Профессора не пишут также и о том, что не только в Германии, но и в России самые тяжкие жертвы на алтарь этого свинства были принесены еврейским населением. Одесса была торговым и главным образом еврейским городом. В одесской чрезвычайке свирепствовали главным образом еврейские фанатики, вероятно, нечто вроде Иргун Цван Леуми сегодняшней Палестины. В Одессе умирало главным образом еврейское население, а вокруг Одессы по всему западу России — еврейское население истреблялось с двух концов: и с революционного, и с контрреволюционного.

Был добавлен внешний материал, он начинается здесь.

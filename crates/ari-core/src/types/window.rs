//! Suggested renewal window.

use chrono::{DateTime, Duration, Utc};
use serde::Serialize;

use crate::{AriError, Result};

/// A `[start, end)` range in which the CA suggests renewing.
#[derive(Debug, Clone, Copy, PartialEq, Eq, Serialize)]
pub struct RenewalWindow {
    start: DateTime<Utc>,
    end: DateTime<Utc>,
}

impl RenewalWindow {
    /// Create a window, failing with [`AriError::InvertedWindow`] when
    /// `start > end`.
    pub fn new(start: DateTime<Utc>, end: DateTime<Utc>) -> Result<Self> {
        if start > end {
            return Err(AriError::InvertedWindow { start, end });
        }
        Ok(Self { start, end })
    }

    /// Window start
    #[must_use]
    pub const fn start(&self) -> DateTime<Utc> {
        self.start
    }

    /// Window end
    #[must_use]
    pub const fn end(&self) -> DateTime<Utc> {
        self.end
    }

    /// Length of the window
    #[must_use]
    pub fn duration(&self) -> Duration {
        self.end - self.start
    }
}
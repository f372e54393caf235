//! Renewal time selection inside the suggested window.
//!
//! Every client picks its own instant uniformly at random within the window
//! so that a fleet does not hit the CA at the same moment. Since this engine
//! cannot schedule a wake-up, a renewal is triggered as soon as the next
//! periodic check would already be too late for the selected instant.

use ari_client::AriClient;
use ari_core::{CertificateIdentifier, RenewalReason, RenewalWindow, Result, Verdict};
use chrono::{DateTime, Duration, Utc};
use rand::{CryptoRng, Rng, RngCore};
use tracing::{debug, info, warn};

/// Pick a renewal instant in `[start, end)` with whole-second granularity.
///
/// Windows shorter than one second select `start`.
pub fn select_renewal_time<R>(window: &RenewalWindow, rng: &mut R) -> DateTime<Utc>
where
    R: RngCore + CryptoRng,
{
    let span = window.duration().num_seconds();
    if span <= 0 {
        return window.start();
    }
    window.start() + Duration::seconds(rng.gen_range(0..span))
}

/// Decide on a renewal given an already selected instant.
///
/// A window reaching past `not_after` means the CA response cannot be
/// trusted; the certificate is renewed regardless of `selected`.
pub fn decide(
    window: &RenewalWindow,
    selected: DateTime<Utc>,
    now: DateTime<Utc>,
    not_after: DateTime<Utc>,
    period: Duration,
    explanation_url: Option<String>,
) -> Verdict {
    if window.end() > not_after {
        warn!(
            window_end = %window.end(),
            not_after = %not_after,
            "ARI window ends after certificate expiry"
        );
        return Verdict::Renew(RenewalReason::AriFault);
    }

    // A next check beyond the representable range never comes.
    let Some(next_check) = now.checked_add_signed(period) else {
        info!(selected = %selected, "no next check within range, renewing now");
        return Verdict::Renew(RenewalReason::WindowReached { explanation_url });
    };

    if selected < next_check {
        info!(
            selected = %selected,
            next_check = %next_check,
            "renewal time falls before next check"
        );
        Verdict::Renew(RenewalReason::WindowReached { explanation_url })
    } else {
        debug!(selected = %selected, next_check = %next_check, "renewal time not reached");
        Verdict::Continue
    }
}

/// Query ARI for `identifier` and decide whether to renew now.
///
/// A 404 from the renewal-info endpoint means the CA does not know the
/// certificate and yields [`RenewalReason::AriNotFound`]. Every other failure,
/// including a 404 on the directory itself, is returned as an error.
pub async fn evaluate<R>(
    client: &AriClient,
    identifier: &CertificateIdentifier,
    directory_url: &str,
    now: DateTime<Utc>,
    not_after: DateTime<Utc>,
    period: Duration,
    rng: &mut R,
) -> Result<Verdict>
where
    R: RngCore + CryptoRng,
{
    let base = client.directory().renewal_info_url(directory_url).await?;

    let info = match client.renewal_info().get(&base, identifier).await {
        Ok(info) => info,
        Err(e) if e.is_not_found() => {
            info!(identifier = %identifier, "certificate unknown to ARI");
            return Ok(Verdict::Renew(RenewalReason::AriNotFound));
        }
        Err(e) => return Err(e),
    };

    if let Some(url) = &info.explanation_url {
        info!(explanation_url = %url, "CA attached an explanation to the renewal window");
    }

    let window = info.window()?;
    let selected = select_renewal_time(&window, rng);
    info!(
        start = %window.start(),
        end = %window.end(),
        selected = %selected,
        "suggested renewal window"
    );

    Ok(decide(&window, selected, now, not_after, period, info.explanation_url))
}
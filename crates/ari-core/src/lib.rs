//! Core types and errors for ACME Renewal Information (ARI) checks.
//!
//! This crate provides the foundational pieces shared across the workspace:
//!
//! - **Timestamps**: [`parse_timestamp`] accepts RFC 3339 strings with any
//!   number of fractional digits and rounds them to microseconds
//! - **Identifiers**: [`CertificateIdentifier`] builds the ARI certificate ID
//!   from an authority key identifier and a serial number
//! - **Wire types**: the ACME directory and `renewalInfo` response bodies
//! - **Verdicts**: [`Verdict`], [`RenewalReason`] and the final [`Outcome`]
//! - **Errors**: [`AriError`] and the [`Result`] alias
//!
//! # Example
//!
//! ```rust
//! use ari_core::CertificateIdentifier;
//!
//! let aki = [0x69, 0x88, 0x5b, 0x6b, 0x87, 0x46, 0x40, 0x41, 0xe1, 0xb3,
//!            0x7b, 0x84, 0x7b, 0xa0, 0xae, 0x2c, 0xde, 0x01, 0xc8, 0xd4];
//! let id = CertificateIdentifier::from_parts(&aki, &[0x87, 0x65, 0x43, 0x21]);
//! assert_eq!(id.as_str(), "aYhba4dGQEHhs3uEe6CuLN4ByNQ.AIdlQyE");
//! ```

#![doc(html_root_url = "https://docs.rs/ari-core/0.3.0")]

mod error;
pub mod types;

pub use error::{AriError, Result};
pub use types::*;
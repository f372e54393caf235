//! Verdicts of individual checks and the final outcome of a check run.

use serde::Serialize;
use std::fmt;

use crate::AriError;

/// Why a certificate has to be renewed.
#[derive(Debug, Clone, PartialEq, Eq, Serialize)]
#[serde(tag = "reason", rename_all = "snake_case")]
pub enum RenewalReason {
    /// SAN set differs from the requested domains
    DomainsChanged,
    /// `notAfter` is in the past
    Expired,
    /// No certificate on disk yet
    CertificateNotFound,
    /// The CA does not know the certificate
    AriNotFound,
    /// The CA returned a window ending after the certificate expires
    AriFault,
    /// The randomly selected renewal time falls before the next check
    WindowReached {
        /// Explanation URL sent with the renewal info
        #[serde(skip_serializing_if = "Option::is_none")]
        explanation_url: Option<String>,
    },
}

impl fmt::Display for RenewalReason {
    fn fmt(&self, f: &mut fmt::Formatter<'_>) -> fmt::Result {
        match self {
            Self::DomainsChanged => f.write_str("domain set changed"),
            Self::Expired => f.write_str("already expired"),
            Self::CertificateNotFound => f.write_str("certificate not found"),
            Self::AriNotFound => f.write_str("ARI returned 404"),
            Self::AriFault => f.write_str("ARI fault"),
            Self::WindowReached {
                explanation_url: Some(url),
            } => write!(f, "ARI suggested renewal window reached ({url})"),
            Self::WindowReached {
                explanation_url: None,
            } => f.write_str("ARI suggested renewal window reached"),
        }
    }
}

/// Result of one check in the sequence.
#[derive(Debug, Clone, PartialEq, Eq)]
pub enum Verdict {
    /// Nothing found, run the next check
    Continue,
    /// Stop here, the certificate must be renewed
    Renew(RenewalReason),
}

impl Verdict {
    /// Returns true if this verdict ends the check sequence with a renewal
    #[must_use]
    pub const fn is_renew(&self) -> bool {
        matches!(self, Self::Renew(_))
    }
}

/// Process exit code asking the supervisor to renew the certificate.
pub const EXIT_RENEW: u8 = 0;
/// Process exit code for a certificate that is still good.
pub const EXIT_VALID: u8 = 1;
/// Process exit code for a check that could not reach a verdict.
pub const EXIT_FAULT: u8 = 255;

/// Final outcome of a full check run.
#[derive(Debug)]
pub enum Outcome {
    /// No renewal needed
    Valid,
    /// Renewal needed
    Renew(RenewalReason),
    /// The check itself failed
    Fault(AriError),
}

impl Outcome {
    /// Exit code for the supervising process.
    ///
    /// The polarity is inverted on purpose: `0` triggers the renewal action.
    #[must_use]
    pub const fn exit_code(&self) -> u8 {
        match self {
            Self::Valid => EXIT_VALID,
            Self::Renew(_) => EXIT_RENEW,
            Self::Fault(_) => EXIT_FAULT,
        }
    }
}

impl From<crate::Result<Verdict>> for Outcome {
    fn from(result: crate::Result<Verdict>) -> Self {
        match result {
            Ok(Verdict::Continue) => Self::Valid,
            Ok(Verdict::Renew(reason)) => Self::Renew(reason),
            Err(e) => Self::Fault(e),
        }
    }
}

impl fmt::Display for Outcome {
    fn fmt(&self, f: &mut fmt::Formatter<'_>) -> fmt::Result {
        match self {
            Self::Valid => f.write_str("certificate is valid, no renewal needed"),
            Self::Renew(reason) => write!(f, "renewal needed: {reason}"),
            Self::Fault(e) => write!(f, "check failed: {e}"),
        }
    }
}
//! Loading and parsing the certificate under check.

use ari_core::{AriError, CertificateIdentifier, Result};
use chrono::{DateTime, TimeZone, Utc};
use std::path::{Path, PathBuf};
use tracing::debug;
use x509_parser::extensions::{GeneralName, ParsedExtension};

/// Location of the current certificate for `domain` in the certificate store.
///
/// The store keeps one directory per certificate, named after its first
/// domain: `{base_dir}/certs/{domain}/cert.pem`.
#[must_use]
pub fn certificate_path(base_dir: &Path, domain: &str) -> PathBuf {
    base_dir.join("certs").join(domain).join("cert.pem")
}

/// The fields of an X.509 certificate that renewal checks look at.
#[derive(Debug, Clone, PartialEq, Eq)]
pub struct ParsedCertificate {
    /// Subject distinguished name (human-readable)
    pub subject: String,
    /// Not valid after
    pub not_after: DateTime<Utc>,
    /// DNS names from the subject alternative name extension
    pub dns_names: Vec<String>,
    /// Key identifier from the authority key identifier extension
    pub key_identifier: Option<Vec<u8>>,
    /// Serial number, unsigned big-endian magnitude
    pub serial: Vec<u8>,
}

impl ParsedCertificate {
    /// Read a PEM file and parse its first certificate.
    ///
    /// I/O failures are reported as [`AriError::Io`] so callers can tell a
    /// missing file from a broken one.
    pub fn read(path: &Path) -> Result<Self> {
        let source = path.display().to_string();
        let content = std::fs::read(path).map_err(|e| AriError::io(&source, e))?;
        Self::from_pem(&content, &source)
    }

    /// Parse the first `CERTIFICATE` block of a PEM document.
    ///
    /// Chain files list the leaf first, so trailing intermediates are ignored.
    pub fn from_pem(content: &[u8], source: &str) -> Result<Self> {
        let pems = pem::parse_many(content).map_err(|e| AriError::PemDecode {
            path: source.to_string(),
            reason: e.to_string(),
        })?;

        let leaf = pems
            .iter()
            .find(|p| p.tag() == "CERTIFICATE")
            .ok_or_else(|| AriError::NoCertificate(source.to_string()))?;
        if pems.len() > 1 {
            debug!(path = source, blocks = pems.len(), "using first certificate of PEM bundle");
        }

        Self::from_der(leaf.contents(), source)
    }

    /// Parse a single DER-encoded X.509 certificate.
    pub fn from_der(der: &[u8], source: &str) -> Result<Self> {
        let cert_parse = |reason: String| AriError::CertParse {
            path: source.to_string(),
            reason,
        };

        let (_, cert) =
            x509_parser::parse_x509_certificate(der).map_err(|e| cert_parse(e.to_string()))?;

        let not_after = Utc
            .timestamp_opt(cert.validity().not_after.timestamp(), 0)
            .single()
            .ok_or_else(|| cert_parse("notAfter out of range".to_string()))?;

        let dns_names = cert
            .subject_alternative_name()
            .map_err(|e| cert_parse(e.to_string()))?
            .map(|san| {
                san.value
                    .general_names
                    .iter()
                    .filter_map(|name| match name {
                        GeneralName::DNSName(dns) => Some((*dns).to_string()),
                        _ => None,
                    })
                    .collect()
            })
            .unwrap_or_default();

        let key_identifier = cert.extensions().iter().find_map(|ext| {
            match ext.parsed_extension() {
                ParsedExtension::AuthorityKeyIdentifier(aki) => {
                    aki.key_identifier.as_ref().map(|kid| kid.0.to_vec())
                }
                _ => None,
            }
        });

        Ok(Self {
            subject: cert.subject().to_string(),
            not_after,
            dns_names,
            key_identifier,
            serial: cert.tbs_certificate.serial.to_bytes_be(),
        })
    }

    /// Derive the ARI identifier of this certificate.
    ///
    /// Fails with [`AriError::MissingExtension`] when the certificate carries
    /// no authority key identifier.
    pub fn identifier(&self) -> Result<CertificateIdentifier> {
        let aki = self
            .key_identifier
            .as_deref()
            .ok_or(AriError::MissingExtension)?;
        Ok(CertificateIdentifier::from_parts(aki, &self.serial))
    }
}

С контрреволюционного потому, что «жиды сделали революцию», с революционного потому, что именно у жидов предполагались деньги. И самое важное, наконец, что в душе каждого или почти каждого человека, в каком бы кровавом свинстве он ни погряз, остается все-таки какой-то беспокойный эмбриональной спирохет совести. Для полного отсутствия совести нужна уже чудовищность, но до масштабов Робеспьера, Гитлера или Сталина подняться удается не всем: какой-то спирохет все-таки остается. И он подсказывает философское оправдание: при прочих равных условиях, при равной сумме в карманах двух жертв — все-таки легче зарезать классового или расового врага. Все-таки какая-то индульгенция: и деньги достались, и гражданский подвиг совершен. Но классового врага — кто его разберет. Расовый виден по носу. Я, классовый враг, мог вожжаться с красой и гордостью, а расовый враг не мог появиться ни в одной деревне. Одесса вымирала, а торгово-ремесленные городки юго-запада были сметены с лица земли. Краса и гордость шла как саранча. Краса и гордость съедала всё, не производила ничего и не давала ничего производить. Вся Россия полыхала восстаниями — против восставших русских Ленин слал башкирские дивизии. Против восставших башкир — русские дивизии. Против и тех и других существовали венгерские, китай¬ские, немецкие — Ленин проявил истинно гениальные стратегические способности. Но они никакого выхода не давали.

Ленин взял власть для себя, а не для красы и гордости. Было ясно: при дальнейших подвигах красы и гордости не удержится никакая власть ни при каких интернациональных дивизиях. Нужно было найти новый модус вивенди: чтобы и Ленин был цел, и краса была сыта. Начался поворот со стороны «новой экономической политики». Его требовали и за ним стояли культурные сливки партии— вот те, которых не устраивали ни самогон, ни проститутки. Так сказать, духовная аристократия подонков.

Система военного коммунизма не была никакой системой вообще: это было, по терминологии старинного русского права, «поток и разграбление». Сплошная Флибуста. Нэп уже был системой.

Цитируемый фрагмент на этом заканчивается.